Wystan Curnow, Leigh Davis, John Geraets, and CK
Stead, for starters. Want to stress that I have no
problem with these poets personally - in fact I don't
even really know them as people - and that I find some
of their work interesting.
Five NZ poets to look at:
Kendrick Smithyman, Charles Spear, Te Kooti, Richard
Taylor, and Andrew Johnston. Have no idea why I chose
exactly that list off the top of my head, but there
you go. If you can't track any of those names down,
let me know, and I'll give you a hand.

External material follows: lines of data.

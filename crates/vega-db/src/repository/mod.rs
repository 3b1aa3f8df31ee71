//! # Repository Implementations
//!
//! One repository per aggregate. Each wraps the shared `SqlitePool` and is
//! cheap to construct from a [`Database`](crate::Database) handle.
//!
//! - [`product`] - Catalog lookups and stock updates
//! - [`ticket`] - The sale-commit transaction and ticket history
//! - [`unknown_code`] - Log of scans that matched no product

pub mod product;
pub mod ticket;
pub mod unknown_code;
//! # Session Controller
//!
//! The single writer of the cart. Every mutation (scans from the capture
//! channel, wedge entries, quantity edits, the commit itself) arrives
//! through one serialized inbox, so cart state never needs a lock.
//!
//! ## Session Loop
//! ```text
//! ┌─────────────────────────────────────────────────────────────────────────┐
//! │                         Session Loop                                    │
//! │                                                                         │
//! │  ┌──────────────┐     SessionCommand      ┌──────────────────────────┐ │
//! │  │ stdin reader │ ──────────────────────► │         Session          │ │
//! │  └──────────────┘         (mpsc)          │                          │ │
//! │                                           │  owns: Cart              │ │
//! │  ┌──────────────┐      ScanMessage        │        wedge debouncer   │ │
//! │  │capture worker│ ──────────────────────► │        ScanRouter        │ │
//! │  └──────────────┘         (mpsc)          │        CommitPhase       │ │
//! │                                           └────────────┬─────────────┘ │
//! │                        tokio::select! merges both      │               │
//! │                                                        ▼               │
//! │                                           EventSink (status, cart,     │
//! │                                                      committed ticket) │
//! └─────────────────────────────────────────────────────────────────────────┘
//! ```
//!
//! ## Commit Flow
//! Validating and Persisting run inline in the loop: no new command is
//! consumed until the commit resolves, which is what makes "at most one
//! commit in flight" true by construction.

use std::sync::Arc;
use std::time::Instant;

use chrono::Utc;
use tokio::sync::mpsc;
use tracing::{debug, info, warn};

use vega_core::{Cart, CommitPhase, ScanEvent, TicketDraft};
use vega_scan::{ScanDebouncer, ScanMessage, Severity};

use crate::context::AppContext;
use crate::error::SessionError;
use crate::router::{RouterOutcome, ScanRouter};
use crate::sink::EventSink;

// =============================================================================
// Commands
// =============================================================================

/// A mutation request for the session loop.
#[derive(Debug, Clone)]
pub enum SessionCommand {
    /// A wedge/manual entry line (barcode keyed or scanned via USB wedge).
    Entry(String),

    /// Set the quantity of the cart line at `index` (0 removes).
    SetQuantity { index: usize, quantity: i64 },

    /// Remove the cart line at `index`.
    RemoveLine(usize),

    /// Set the whole-sale discount in cents.
    SetDiscount(i64),

    /// Record the tendered payment in cents.
    SetPayment(i64),

    /// Set the customer reference.
    SetCustomer(String),

    /// Run the sale-commit protocol on the current cart.
    Commit,

    /// Empty the cart and start over.
    Clear,

    /// End the session.
    Shutdown,
}

// =============================================================================
// Session
// =============================================================================

/// One cashier session at one register.
pub struct Session {
    context: AppContext,
    router: ScanRouter,
    cart: Cart,
    wedge_debouncer: ScanDebouncer,
    sink: Arc<dyn EventSink>,
    phase: CommitPhase,
}
//! # Symbol Decoder
//!
//! Trait for extracting barcode symbols from a frame. Decoding is
//! infallible by contract: a frame with nothing recognizable yields an
//! empty vec, never an error, so a dirty lens cannot take the pipeline
//! down.

use vega_core::DecodedCode;

use crate::capture::Frame;

/// Extracts every recognizable symbol from a frame.
///
/// A frame may contain zero, one, or several symbols (two items held under
/// the camera at once); each detection is returned separately and debounced
/// independently downstream.
pub trait SymbolDecoder: Send {
    fn decode(&mut self, frame: &Frame) -> Vec<DecodedCode>;
}
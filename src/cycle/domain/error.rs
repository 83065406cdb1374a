//! Error types for cycle domain validation.

use super::TaskId;
use chrono::{DateTime, Utc};
use thiserror::Error;

/// Errors returned while constructing or mutating cycles.
#[derive(Debug, Clone, Error, PartialEq, Eq)]
pub enum CycleDomainError {
    /// The due instant does not come after the start instant.
    #[error("cycle window is empty: due {due_date} is not after start {start_date}")]
    InvalidWindow {
        /// Requested start instant.
        start_date: DateTime<Utc>,
        /// Requested due instant.
        due_date: DateTime<Utc>,
    },

    /// The cycle has already been completed or skipped.
    #[error("cycle for task {0} is already completed")]
    AlreadyCompleted(TaskId),
}
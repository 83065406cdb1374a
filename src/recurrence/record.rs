//! Flat, serialisable pattern representation used at storage boundaries.

use super::{
    CompositeOffsets, CustomUnit, Interval, RecurrenceError, RecurrencePattern, RecurrenceResult,
    WeekOfMonth, weekday_from_index, weekday_index,
};
use chrono::Weekday;
use serde::{Deserialize, Serialize};

/// Pattern shape as persisted by the app: a `type` tag plus optional fields.
///
/// For `composite` records, `years` and `months` enable calendar offsets,
/// `yearDay` and `monthDay` are day offsets (summed), and `weekOfMonth` with
/// `weekDay` enables the Nth-weekday rule. `isLeapMonth` is accepted for
/// compatibility with lunar configuration screens; evaluation takes leap
/// months from the lunar calendar itself.
#[derive(Debug, Clone, Default, PartialEq, Eq, Serialize, Deserialize)]
#[serde(rename_all = "camelCase")]
pub struct PatternRecord {
    /// Pattern type tag.
    #[serde(rename = "type")]
    pub kind: String,
    /// Positive interval.
    ///
    /// Required for every type, including `weekOfMonth` and `composite`,
    /// whose evaluation does not read it; zero is rejected as
    /// [`RecurrenceError::InvalidPattern`].
    pub value: u32,
    /// Unit for `custom` patterns.
    #[serde(default, skip_serializing_if = "Option::is_none")]
    pub unit: Option<String>,
    /// Weekday, `0` = Sunday .. `6` = Saturday.
    #[serde(default, skip_serializing_if = "Option::is_none")]
    pub week_day: Option<u8>,
    /// Day of month.
    #[serde(default, skip_serializing_if = "Option::is_none")]
    pub month_day: Option<u32>,
    /// Day of year.
    #[serde(default, skip_serializing_if = "Option::is_none")]
    pub year_day: Option<u32>,
    /// Month, `1..=12`.
    #[serde(default, skip_serializing_if = "Option::is_none")]
    pub month: Option<u32>,
    /// Week of month, `1..=5` where `5` means the last week.
    #[serde(default, skip_serializing_if = "Option::is_none")]
    pub week_of_month: Option<u8>,
    /// Lunar leap-month marker.
    #[serde(default, skip_serializing_if = "Option::is_none")]
    pub is_leap_month: Option<bool>,
    /// Composite year offset.
    #[serde(default, skip_serializing_if = "Option::is_none")]
    pub years: Option<u32>,
    /// Composite month offset.
    #[serde(default, skip_serializing_if = "Option::is_none")]
    pub months: Option<u32>,
}

impl PatternRecord {
    /// Creates a record with a type tag and interval and no optional fields.
    #[must_use]
    pub fn new(kind: impl Into<String>, value: u32) -> Self {
        Self {
            kind: kind.into(),
            value,
            ..Self::default()
        }
    }
}

fn invalid(reason: impl Into<String>) -> RecurrenceError {
    RecurrenceError::InvalidPattern(reason.into())
}

fn parse_weekday(index: u8) -> RecurrenceResult<Weekday> {
    weekday_from_index(index).ok_or_else(|| invalid(format!("weekday {index} is outside 0..=6")))
}

fn parse_week(index: u8) -> RecurrenceResult<WeekOfMonth> {
    WeekOfMonth::from_index(index)
        .ok_or_else(|| invalid(format!("week of month {index} is outside 1..=5")))
}

fn required<T>(field: Option<T>, name: &str) -> RecurrenceResult<T> {
    field.ok_or_else(|| invalid(format!("weekOfMonth pattern requires '{name}'")))
}

fn composite_offsets(record: &PatternRecord) -> RecurrenceResult<CompositeOffsets> {
    let mut offsets = CompositeOffsets::new();
    if let Some(years) = record.years {
        offsets = offsets.with_years(years);
    }
    if let Some(months) = record.months {
        offsets = offsets.with_months(months);
    }
    let days = match (record.year_day, record.month_day) {
        (None, None) => None,
        (year_day, month_day) => Some(
            year_day
                .unwrap_or(0)
                .checked_add(month_day.unwrap_or(0))
                .ok_or_else(|| invalid("composite day offset overflows"))?,
        ),
    };
    if let Some(total) = days {
        offsets = offsets.with_days(total);
    }
    if let (Some(week), Some(week_day)) = (record.week_of_month, record.week_day) {
        offsets = offsets.with_nth_weekday(parse_week(week)?, parse_weekday(week_day)?);
    }
    Ok(offsets)
}

impl TryFrom<PatternRecord> for RecurrencePattern {
    type Error = RecurrenceError;

    fn try_from(record: PatternRecord) -> Result<Self, Self::Error> {
        let every = Interval::new(record.value)?;
        let pattern = match record.kind.as_str() {
            "daily" => Self::Daily { every },
            "weekly" => Self::Weekly {
                every,
                week_day: record.week_day.map(parse_weekday).transpose()?,
            },
            "monthly" => Self::Monthly {
                every,
                month_day: record.month_day,
            },
            "yearly" => Self::Yearly { every },
            "weekOfMonth" => Self::WeekOfMonth {
                month: required(record.month, "month")?,
                week: parse_week(required(record.week_of_month, "weekOfMonth")?)?,
                week_day: parse_weekday(required(record.week_day, "weekDay")?)?,
            },
            "custom" => {
                let unit = record
                    .unit
                    .as_deref()
                    .ok_or_else(|| invalid("custom pattern requires 'unit'"))?;
                Self::Custom {
                    every,
                    unit: CustomUnit::try_from(unit)?,
                }
            }
            "composite" => Self::Composite(composite_offsets(&record)?),
            other => {
                return Err(RecurrenceError::UnsupportedRecurrence(format!(
                    "pattern type '{other}'"
                )));
            }
        };
        pattern.validate()?;
        Ok(pattern)
    }
}

impl From<&RecurrencePattern> for PatternRecord {
    fn from(pattern: &RecurrencePattern) -> Self {
        let mut record = Self::new(pattern.kind(), 1);
        match *pattern {
            RecurrencePattern::Daily { every } | RecurrencePattern::Yearly { every } => {
                record.value = every.get();
            }
            RecurrencePattern::Weekly { every, week_day } => {
                record.value = every.get();
                record.week_day = week_day.map(weekday_index);
            }
            RecurrencePattern::Monthly { every, month_day } => {
                record.value = every.get();
                record.month_day = month_day;
            }
            RecurrencePattern::WeekOfMonth {
                month,
                week,
                week_day,
            } => {
                record.month = Some(month);
                record.week_of_month = Some(week.index());
                record.week_day = Some(weekday_index(week_day));
            }
            RecurrencePattern::Custom { every, unit } => {
                record.value = every.get();
                record.unit = Some(unit.as_str().to_owned());
            }
            RecurrencePattern::Composite(offsets) => {
                record.years = offsets.years();
                record.months = offsets.months();
                record.month_day = offsets.days();
                record.week_of_month = offsets.week_of_month().map(WeekOfMonth::index);
                record.week_day = offsets.week_day().map(weekday_index);
            }
        }
        record
    }
}

impl From<RecurrencePattern> for PatternRecord {
    fn from(pattern: RecurrencePattern) -> Self {
        Self::from(&pattern)
    }
}
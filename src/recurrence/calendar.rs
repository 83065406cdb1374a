//! Solar calendar helpers shared by due-date and start-date evaluation.

use super::{DateType, RecurrenceError, RecurrenceResult, WeekOfMonth};
use crate::lunar::{
    self, FIRST_LUNAR_YEAR, LAST_LUNAR_YEAR, LunarError, add_solar_days, add_solar_months,
    at_time_of,
};
use chrono::{DateTime, Datelike, Days, Months, NaiveDate, Utc, Weekday};
use tracing::debug;

/// Signed step unit used internally by both directions of evaluation.
#[derive(Debug, Clone, Copy, PartialEq, Eq)]
pub(super) enum Step {
    Days,
    Weeks,
    Months,
    Years,
}

/// Moves `date` by `amount` steps, counting months and years in the task's
/// calendar.
pub(super) fn shift(
    date: DateTime<Utc>,
    amount: i64,
    step: Step,
    date_type: DateType,
) -> RecurrenceResult<DateTime<Utc>> {
    let out_of_range = || RecurrenceError::DateOutOfRange(date);
    match (step, date_type) {
        (Step::Days, _) => add_solar_days(date, amount).ok_or_else(out_of_range),
        (Step::Weeks, _) => {
            add_solar_days(date, amount.checked_mul(7).ok_or_else(out_of_range)?)
                .ok_or_else(out_of_range)
        }
        (Step::Months, DateType::Solar) => add_solar_months(date, amount).ok_or_else(out_of_range),
        (Step::Years, DateType::Solar) => {
            add_solar_months(date, amount.checked_mul(12).ok_or_else(out_of_range)?)
                .ok_or_else(out_of_range)
        }
        (Step::Months, DateType::Lunar) => {
            let months = i32::try_from(amount).map_err(|_| out_of_range())?;
            Ok(lunar::try_add_lunar_months(date, months, None)?)
        }
        (Step::Years, DateType::Lunar) => {
            let years = i32::try_from(amount).map_err(|_| out_of_range())?;
            shift_lunar_years(date, years)
        }
    }
}

/// Adds lunar years on the strict path.
///
/// Fails when `date` or the target year lies outside the lunar table. Inside
/// the table a day the target year lacks (its leap month, or day 30 of a
/// short month) is moved by the same number of solar years instead.
fn shift_lunar_years(date: DateTime<Utc>, years: i32) -> RecurrenceResult<DateTime<Utc>> {
    let origin = lunar::solar_to_lunar(date.date_naive())?;
    let target = origin
        .year()
        .checked_add(years)
        .ok_or(RecurrenceError::DateOutOfRange(date))?;
    if !(FIRST_LUNAR_YEAR..=LAST_LUNAR_YEAR).contains(&target) {
        let (month, day, is_leap) = (origin.month(), origin.day(), origin.is_leap());
        return Err(LunarError::invalid_date(target, month, day, is_leap).into());
    }
    lunar::try_add_lunar_years(date, years).or_else(|err| {
        debug!(%date, years, error = %err, "lunar day missing in target year, using solar years");
        add_solar_months(date, i64::from(years).saturating_mul(12))
            .ok_or(RecurrenceError::DateOutOfRange(date))
    })
}

/// Moves `date` by `months` and pins the day of month to `month_day`,
/// clamped to the target month's length.
pub(super) fn shift_to_month_day(
    date: DateTime<Utc>,
    months: i64,
    month_day: u32,
    date_type: DateType,
) -> RecurrenceResult<DateTime<Utc>> {
    if date_type == DateType::Lunar {
        let lunar_months = i32::try_from(months).map_err(|_| RecurrenceError::DateOutOfRange(date))?;
        return Ok(lunar::try_add_lunar_months(date, lunar_months, Some(month_day))?);
    }

    let out_of_range = || RecurrenceError::DateOutOfRange(date);
    let first = NaiveDate::from_ymd_opt(date.year(), date.month(), 1).ok_or_else(out_of_range)?;
    let target_first = add_solar_months(at_time_of(first, date), months).ok_or_else(out_of_range)?;
    let last_day = days_in_month(target_first.year(), target_first.month()).ok_or_else(out_of_range)?;
    let target = NaiveDate::from_ymd_opt(
        target_first.year(),
        target_first.month(),
        month_day.clamp(1, last_day),
    )
    .ok_or_else(out_of_range)?;
    Ok(at_time_of(target, date))
}

/// Number of days in a solar month.
pub(super) fn days_in_month(year: i32, month: u32) -> Option<u32> {
    let first = NaiveDate::from_ymd_opt(year, month, 1)?;
    let next_first = first.checked_add_months(Months::new(1))?;
    Some(next_first.pred_opt()?.day())
}

/// The next `week_day` strictly after `date`.
pub(super) fn next_weekday_after(
    date: DateTime<Utc>,
    week_day: Weekday,
) -> RecurrenceResult<DateTime<Utc>> {
    let current = date.weekday().num_days_from_sunday();
    let target = week_day.num_days_from_sunday();
    let ahead = match (target + 7 - current).rem_euclid(7) {
        0 => 7,
        days => days,
    };
    add_solar_days(date, i64::from(ahead)).ok_or(RecurrenceError::DateOutOfRange(date))
}

/// The `week`-th `week_day` of a solar month.
pub(super) fn nth_weekday_of_month(
    year: i32,
    month: u32,
    week: WeekOfMonth,
    week_day: Weekday,
) -> Option<NaiveDate> {
    let nth = match week {
        WeekOfMonth::First => 1,
        WeekOfMonth::Second => 2,
        WeekOfMonth::Third => 3,
        WeekOfMonth::Fourth => 4,
        WeekOfMonth::Last => return last_weekday_of_month(year, month, week_day),
    };
    NaiveDate::from_weekday_of_month_opt(year, month, week_day, nth)
}

fn last_weekday_of_month(year: i32, month: u32, week_day: Weekday) -> Option<NaiveDate> {
    let next_first = NaiveDate::from_ymd_opt(year, month, 1)?.checked_add_months(Months::new(1))?;
    let last = next_first.pred_opt()?;
    (0..7)
        .filter_map(|back| last.checked_sub_days(Days::new(back)))
        .find(|day| day.weekday() == week_day)
}
//! Error types for recurrence pattern validation and evaluation.

use crate::lunar::LunarError;
use chrono::{DateTime, Utc};
use thiserror::Error;

/// Result type for recurrence evaluation.
pub type RecurrenceResult<T> = Result<T, RecurrenceError>;

/// Errors returned while validating or evaluating recurrence patterns.
#[derive(Debug, Clone, Error, PartialEq, Eq)]
pub enum RecurrenceError {
    /// The pattern violates its declared invariants.
    #[error("invalid recurrence pattern: {0}")]
    InvalidPattern(String),

    /// The pattern type or unit is not implemented.
    #[error("unsupported recurrence: {0}")]
    UnsupportedRecurrence(String),

    /// A date string could not be parsed.
    #[error("invalid date input '{0}'")]
    InvalidDate(String),

    /// Date arithmetic overflowed or failed to move forward from the anchor.
    #[error("date arithmetic from {0} left the representable range")]
    DateOutOfRange(DateTime<Utc>),

    /// Lunar conversion failed.
    #[error(transparent)]
    Lunar(#[from] LunarError),
}

/// Error returned while parsing date types from persistence.
#[derive(Debug, Clone, Error, PartialEq, Eq)]
#[error("unknown date type: {0}")]
pub struct ParseDateTypeError(pub String);
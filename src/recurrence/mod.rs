//! Recurrence pattern evaluation.
//!
//! A [`RecurrencePattern`] describes how a task repeats. The evaluator turns
//! a cycle's start instant into its due instant, and a due instant back into
//! an approximate start, in either the solar or the lunar calendar. Patterns
//! cross storage boundaries as [`PatternRecord`] values, the flat JSON shape
//! the app persists; converting a record into a pattern validates it.
//!
//! Evaluation is pure: it never reads the clock and reports failures as
//! [`RecurrenceError`] values. [`calculate_due_date_or_fallback`] is the one
//! lenient entry point, intended for previews only.

mod calendar;
mod config;
mod error;
mod evaluator;
mod pattern;
mod record;

pub use config::{DEFAULT_FALLBACK_INTERVAL_DAYS, EvaluatorConfig};
pub use error::{ParseDateTypeError, RecurrenceError, RecurrenceResult};
pub use evaluator::{
    calculate_due_date, calculate_due_date_or_fallback, calculate_due_date_str,
    calculate_start_date, calculate_start_date_str, format_instant, parse_date_input,
};
pub use pattern::{
    CompositeOffsets, CustomUnit, DateType, Interval, RecurrencePattern, WeekOfMonth,
    weekday_from_index, weekday_index,
};
pub use record::PatternRecord;

#[cfg(test)]
mod tests;
//! Shared clock and instant helpers for integration tests.

use chrono::{DateTime, Local, Utc};
use mockable::Clock;
use std::sync::{Mutex, PoisonError};

/// Clock frozen at a settable instant.
#[derive(Debug)]
pub struct FixedClock {
    now: Mutex<DateTime<Utc>>,
}

impl FixedClock {
    /// Creates a clock frozen at an RFC 3339 instant.
    pub fn at(rfc3339: &str) -> Self {
        Self {
            now: Mutex::new(instant(rfc3339)),
        }
    }

    /// Moves the clock to an RFC 3339 instant.
    pub fn set(&self, rfc3339: &str) {
        let mut now = self.now.lock().unwrap_or_else(PoisonError::into_inner);
        *now = instant(rfc3339);
    }
}

impl Clock for FixedClock {
    fn local(&self) -> DateTime<Local> {
        self.utc().with_timezone(&Local)
    }

    fn utc(&self) -> DateTime<Utc> {
        *self.now.lock().unwrap_or_else(PoisonError::into_inner)
    }
}

/// Parses an RFC 3339 instant for test fixtures.
pub fn instant(rfc3339: &str) -> DateTime<Utc> {
    DateTime::parse_from_rfc3339(rfc3339)
        .expect("test instant should be RFC 3339")
        .with_timezone(&Utc)
}
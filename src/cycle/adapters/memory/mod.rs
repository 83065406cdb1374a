//! In-memory adapters for tests and local deterministic flows.

mod notification;
mod repository;

pub use notification::{InMemoryNotificationScheduler, ScheduledNotification};
pub use repository::InMemoryTaskCycleRepository;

Ditto for any
other stuff you're interested in.
"What are Michele Leggott's politics?"
I don't know her personally, though of course I know
her work,so I can't really give a definitive answer,
but she was one of the few members of the English
department at Auckland University who tried to do
anything to support us last year when the police
stormed onto campus at 5am, broke up a peaceful
student sit-in/occupation which had begun the previous
afternoon, and beat up and arrested a whole lot of my
friends (I was lucky - I'd nipped out for a few (quite
a few) beers!). As far as I know, Michelle made
successful efforts to secure a place in the local
daily paper for a critique of the police actions, and
of the University administration that urged them. I
don't remember the name of the person who wrote it,
but it was a timely show of support.
"It would be also to think about what the
right-wingedness of its NZ
aficionados does to LangPo's theories regarding "the
politics of poetic
form" -- namely, that form is inherently and
ineluctably political, either
progressive or conservative."
Whoa! What a huge Q...think I'lkl have to go away and
nut this out. I may well agree with you, with
reservations.
All the best with your investigations,
Scott
What are Michele Leggott's politics?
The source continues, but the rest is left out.